If you say you have never engaged with short-form content, you’re probably lying. Almost every college student has had TikTok downloaded on their phone. Even if they do not, they have been exposed to Instagram Reels or YouTube Shorts at some point. 

According to a recent survey by BestColleges.com, 82% of college students use TikTok on a regular basis. Over the past few years, online content has dramatically shifted toward shorter content. Because of this, we are constantly exposed to this short-form content, which is taking a toll on our attention span. 

Short-form content is content that can be consumed within minutes or seconds. The medium first became popularized back in 2013, when the popular video-sharing site Vine was created. Vine stood out from other platforms because it only allowed users to post videos that were six seconds long. 

Over time, this model proved unsustainable, but it would set the precedent for TikTok’s online takeover in 2018. TikTok built a name for itself with its simple user interface and sophisticated “For You” page that would show each user videos based on their niche interests. 

This concept is what I believe has led many to become addicted to short-form content. These apps know exactly what we like, meaning we constantly receive dopamine when interacting with content on platforms like TikTok or Instagram Reels. This hyper-personalized form of engagement is designed to keep users on the site for as long as possible. 

“Short form content can become a crutch, making it difficult for people to focus on essential tasks.” 

Thus, short-form content can become a crutch, making it difficult for people to focus on essential tasks. This can be visualized in the scientifically proven instant gratification cycle. The process always starts with a difficult task that needs to be accomplished. 

However, when one hits a roadblock, they feel the urge to do something else. They then turn to something that will provide them with instant dopamine, which will make them feel rewarded. One way this applies to students is when they have a homework assignment that must be done but don’t enjoy working on it, causing them to open up TikTok.

I believe that most young people turn to short-form content in these situations. TikTok is perhaps the most low-effort resource for instant dopamine. As soon as you open the app, a video starts playing without the user having to do anything. The app already provides dopamine before the user is even aware it is happening. This is often true of YouTube as well, as occasionally the mobile app will automatically open on the Shorts tab. These apps encourage people to spend less and less effort engaging with content, which many users will translate to other areas of their lives. 

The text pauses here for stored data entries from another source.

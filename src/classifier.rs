use url::Url;

/// Path-embedded view-state token Google Maps uses for the satellite layer.
pub const SATELLITE_MARKER: &str = "!3m1!1e3";
pub const MAPS_PATH_MARKER: &str = "/maps/";
const MAPS_DOMAIN: &str = "google.com";

/// Anything shorter cannot carry a host, the maps path and the view state.
pub const MIN_PLAUSIBLE_URL_LEN: usize = 20;

/// Returns true when `url` is a Google Maps page showing the satellite layer.
///
/// Fails closed: unparseable input, foreign hosts, implausibly short URLs and
/// URLs carrying a `NaN` coordinate artifact are all rejected.
pub fn is_satellite_view(url: &str) -> bool {
    if url.is_empty() {
        return false;
    }

    let parsed = match Url::parse(url) {
        Ok(parsed) => parsed,
        Err(_) => return false,
    };

    let on_maps_domain = parsed.host_str().map(is_maps_host).unwrap_or(false);
    if !on_maps_domain || !parsed.path().contains(MAPS_PATH_MARKER) {
        return false;
    }

    if !url.contains(SATELLITE_MARKER) {
        return false;
    }

    !looks_malformed(url)
}

pub(crate) fn looks_malformed(url: &str) -> bool {
    url.len() < MIN_PLAUSIBLE_URL_LEN || url.contains("NaN")
}

/// `google.com` or a `google.com.<cc>` country domain, with any subdomains.
fn is_maps_host(host: &str) -> bool {
    let host = host.trim_end_matches('.').to_ascii_lowercase();
    let host = strip_country_suffix(&host);
    host == MAPS_DOMAIN
        || host
            .strip_suffix(MAPS_DOMAIN)
            .map(|prefix| prefix.ends_with('.'))
            .unwrap_or(false)
}

fn strip_country_suffix(host: &str) -> &str {
    match host.rsplit_once('.') {
        Some((rest, cc))
            if cc.len() == 2
                && cc.bytes().all(|b| b.is_ascii_alphabetic())
                && rest.ends_with(MAPS_DOMAIN) =>
        {
            rest
        }
        _ => host,
    }
}
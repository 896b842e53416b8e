use std::collections::HashSet;

use tracing::debug;

use crate::browser::TabId;

/// Process-lifetime record of which tabs and URLs were already rewritten.
///
/// A tab stays fixed until [`FixTracker::unmark_tab`] is called for it. The
/// processed URL set is bounded coarsely: once it grows past `capacity` it is
/// dropped wholesale the next time a tab closes.
#[derive(Debug)]
pub struct FixTracker {
    fixed_tabs: HashSet<TabId>,
    processed_urls: HashSet<String>,
    capacity: usize,
}

impl FixTracker {
    pub fn new(capacity: usize) -> Self {
        Self {
            fixed_tabs: HashSet::new(),
            processed_urls: HashSet::new(),
            capacity,
        }
    }

    pub fn is_tab_fixed(&self, tab_id: TabId) -> bool {
        self.fixed_tabs.contains(&tab_id)
    }

    pub fn mark_tab_fixed(&mut self, tab_id: TabId) {
        self.fixed_tabs.insert(tab_id);
    }

    pub fn unmark_tab(&mut self, tab_id: TabId) {
        self.fixed_tabs.remove(&tab_id);
        if self.processed_urls.len() > self.capacity {
            debug!(
                size = self.processed_urls.len(),
                "clearing processed url cache"
            );
            self.processed_urls.clear();
        }
    }

    pub fn is_url_processed(&self, url: &str) -> bool {
        self.processed_urls.contains(url)
    }

    pub fn mark_url_processed(&mut self, url: impl Into<String>) {
        self.processed_urls.insert(url.into());
    }

    pub fn tracked_tabs(&self) -> usize {
        self.fixed_tabs.len()
    }

    pub fn processed_urls(&self) -> usize {
        self.processed_urls.len()
    }
}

If one is constantly engaging with short-form content, they will eventually become dependent on that constant flow of dopamine they receive. 

Because dopamine is a hormone associated with motivation, this overload of dopamine dulls our receptors and makes it more challenging to feel motivated to complete everyday tasks. Thus, since we are not receiving dopamine, it is harder for people to concentrate for prolonged periods of time.

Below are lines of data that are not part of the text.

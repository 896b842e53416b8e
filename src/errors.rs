use std::io;

use thiserror::Error;

pub type AppResult<T> = Result<T, AppError>;

#[derive(Debug, Error)]
pub enum AppError {
    #[error("browser call failed: {0}")]
    Browser(String),
    #[error("malformed native message: {0}")]
    Protocol(String),
    #[error(transparent)]
    Io(#[from] io::Error),
    #[error(transparent)]
    Json(#[from] serde_json::Error),
}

Not only does it lower attention spans, but it can also serve as a social substitute. In a recent study released by ScienceDirect, researchers examined the relationship between TikTok users and their social environment. They found that there was a strong correlation between social anxiety, social isolation and neuroticism in users who were addicted to TikTok. I believe these statistics indicate that TikTok has become a way for people to avoid getting out of their comfort zones and meeting new people. 

Similar to how short-form content can lower one’s attention span, it can also reduce one’s willingness to participate in social situations. This is because TikTok creates an artificial social environment where users can feel connected directly with their favorite creators. While this is not entirely untrue, prolonged exposure to these apps can result in stunted social interaction and higher anxiety levels in public environments.

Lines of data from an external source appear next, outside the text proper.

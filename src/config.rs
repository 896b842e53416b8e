use std::time::Duration;
use std::{env, io};

use serde::Serialize;
use tracing::{debug, warn};

pub const DEFAULT_REGION_CODE: &str = "es";
const DEFAULT_REWRITE_DELAY_MS: u64 = 2_000;
const DEFAULT_PROCESSED_URL_CAPACITY: usize = 1_000;
const DEFAULT_BROWSER_CALL_TIMEOUT_MS: u64 = 5_000;

#[derive(Clone, Debug)]
pub struct AppConfig {
    pub region_code: String,
    pub rewrite_delay_ms: u64,
    pub processed_url_capacity: usize,
    pub browser_call_timeout_ms: u64,
}

#[derive(Clone, Debug, Serialize)]
#[serde(rename_all = "camelCase")]
pub struct PublicAppConfig {
    pub region_code: String,
    pub rewrite_delay_ms: u64,
    pub processed_url_capacity: usize,
    pub browser_call_timeout_ms: u64,
}

impl Default for AppConfig {
    fn default() -> Self {
        Self {
            region_code: DEFAULT_REGION_CODE.to_string(),
            rewrite_delay_ms: DEFAULT_REWRITE_DELAY_MS,
            processed_url_capacity: DEFAULT_PROCESSED_URL_CAPACITY,
            browser_call_timeout_ms: DEFAULT_BROWSER_CALL_TIMEOUT_MS,
        }
    }
}

impl AppConfig {
    pub fn from_env() -> Self {
        load_dotenv_if_applicable();
        Self {
            region_code: parse_region("REGION_CODE"),
            rewrite_delay_ms: parse_u64("REWRITE_DELAY_MS", DEFAULT_REWRITE_DELAY_MS),
            processed_url_capacity: parse_usize(
                "PROCESSED_URL_CAPACITY",
                DEFAULT_PROCESSED_URL_CAPACITY,
            )
            .max(1),
            browser_call_timeout_ms: parse_u64(
                "BROWSER_CALL_TIMEOUT_MS",
                DEFAULT_BROWSER_CALL_TIMEOUT_MS,
            ),
        }
    }

    pub fn rewrite_delay(&self) -> Duration {
        Duration::from_millis(self.rewrite_delay_ms)
    }

    pub fn browser_call_timeout(&self) -> Duration {
        Duration::from_millis(self.browser_call_timeout_ms.max(1))
    }

    pub fn public_profile(&self) -> PublicAppConfig {
        PublicAppConfig {
            region_code: self.region_code.clone(),
            rewrite_delay_ms: self.rewrite_delay_ms,
            processed_url_capacity: self.processed_url_capacity,
            browser_call_timeout_ms: self.browser_call_timeout_ms,
        }
    }
}

fn load_dotenv_if_applicable() {
    if !should_load_dotenv() {
        debug!("skipping .env load outside dev mode");
        return;
    }

    if let Err(err) = dotenvy::dotenv() {
        match &err {
            dotenvy::Error::Io(io_err) if io_err.kind() == io::ErrorKind::NotFound => {}
            _ => debug!(?err, "unable to load .env file"),
        }
    }
}

fn should_load_dotenv() -> bool {
    cfg!(debug_assertions) || parse_bool("ALLOW_DOTENV", false)
}

fn parse_region(key: &str) -> String {
    match env::var(key) {
        Ok(value) => {
            let value = value.trim().to_ascii_lowercase();
            if value.len() == 2 && value.chars().all(|c| c.is_ascii_alphabetic()) {
                value
            } else {
                warn!(region = %value, "ignoring invalid region code");
                DEFAULT_REGION_CODE.to_string()
            }
        }
        Err(_) => DEFAULT_REGION_CODE.to_string(),
    }
}

fn parse_bool(key: &str, default: bool) -> bool {
    env::var(key)
        .map(|v| matches!(v.trim(), "1" | "true" | "TRUE" | "True"))
        .unwrap_or(default)
}

fn parse_u64(key: &str, default: u64) -> u64 {
    env::var(key)
        .ok()
        .and_then(|v| v.parse::<u64>().ok())
        .unwrap_or(default)
}

fn parse_usize(key: &str, default: usize) -> usize {
    env::var(key)
        .ok()
        .and_then(|v| v.parse::<usize>().ok())
        .unwrap_or(default)
}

“If you say you have never engaged with short-form content, you’re probably lying.”

This is not to say that one should entirely avoid short-form content. While the medium has many negative connotations, it can be an excellent way for people to quickly learn about current events and stay current on what is happening in their communities. 

However, one must be mindful and use these apps in moderation. Short-form content can quickly become addictive, leading many to develop bad habits with their work, schooling, and social life.